The flat rate carrier will introduce the voice services in the first quarter, CEO Roger Linquist said on the firm's earnings call, and begin to move its circuit switched CDMA voice over to its new all-IP system. The US frontrunners have a far more aggressive roadmap for 4G voice than their GSM counterparts, most of which will use an interim solution, such as fallback to circuit networks, for some years before they introduce fully fledged VoLTE, a carrier-class VoIP solution based on an IMS (IP Multimedia Subsystem).
Verizon has been one of the most ambitious adopters of IMS, as it aims to migrate its CDMA users to its more efficient LTE network far more rapidly than most 3G operators would contemplate. For this reason, it plans to overlay nearly all its 3G footprint by the end of 2012, and is so confident that it says it will have LTE-only handsets from next year, as the coverage will be good enough to do without the CDMA connection in most areas.
MetroPCS has a simpler LTE system geared to greater efficiency for its existing flat rate services rather than innovative new business models - at this stage anyway. It launched the world's first LTE handset, the sub-smart Samsung Craft, and now has smartphones too. But its low cost model does not mean it is not a technical innovator. It has already migrated many of its SMS and MMS services to IMS, a step that few carriers in the world have planned to take until far later.
"We are planning to begin introducing VoLTE-capable handsets early next year to move voice as well as data traffic to our LTE network," said Linquist. That will help MetroPCS to use its limited spectrum capacity more efficiently by turning off CDMA. It has LTE running in 14 major markets so far, and by early next year, it will have overlaid its entire regional footprint of 146m POPs with 4G, using its AWS spectrum.

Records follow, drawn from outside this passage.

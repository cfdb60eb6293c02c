//! Security levels of the OT engine.
//!
//! A level is a zero-sized tag selecting which tuple the receiver builds and
//! which extra checks and sub-protocols run.

/// A security level for [`OtSender`](super::OtSender) and
/// [`OtReceiver`](super::OtReceiver).
pub trait SecurityLevel: Send + Sync + 'static {
    /// Name used in log messages.
    const NAME: &'static str;
    /// Whether the receiver sends a quadruple `(x, y, z0, z1)` instead of a
    /// pair `(h0, h1)`.
    const QUADRUPLE: bool;
    /// Whether the receiver proves knowledge of `log_g x`.
    const PROVES_KNOWLEDGE: bool;
}

/// Security against semi-honest adversaries.
#[derive(Clone, Copy, Debug, Default)]
pub struct SemiHonest;

/// Privacy for both parties against malicious adversaries, without
/// simulation.
#[derive(Clone, Copy, Debug, Default)]
pub struct PrivacyOnly;

/// Simulation against a malicious receiver, privacy against a malicious
/// sender.
#[derive(Clone, Copy, Debug, Default)]
pub struct OneSidedSimulation;

impl SecurityLevel for SemiHonest {
    const NAME: &'static str = "semi-honest";
    const QUADRUPLE: bool = false;
    const PROVES_KNOWLEDGE: bool = false;
}

impl SecurityLevel for PrivacyOnly {
    const NAME: &'static str = "privacy-only";
    const QUADRUPLE: bool = true;
    const PROVES_KNOWLEDGE: bool = false;
}

impl SecurityLevel for OneSidedSimulation {
    const NAME: &'static str = "one-sided simulation";
    const QUADRUPLE: bool = true;
    const PROVES_KNOWLEDGE: bool = true;
}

The changes will require a boost to capex spending at a time when the flat rate operator saw slower subscriber net additions in Q2 - though its profit and revenue were up. MetroPCS added 200,000 customers in Q2, compared with 303,000 a year earlier and 725,000 in the first quarter, but hopes improved data performance and its LTE offerings will help ignite new growth again. Its capex bill will be between $900m and $1bn for 2011, up from the previous estimate of $700m to $900m. That relates to increased data capacity for CDMA as well as to LTE build-out, including new cell sites and a core network upgrade, said Linquist.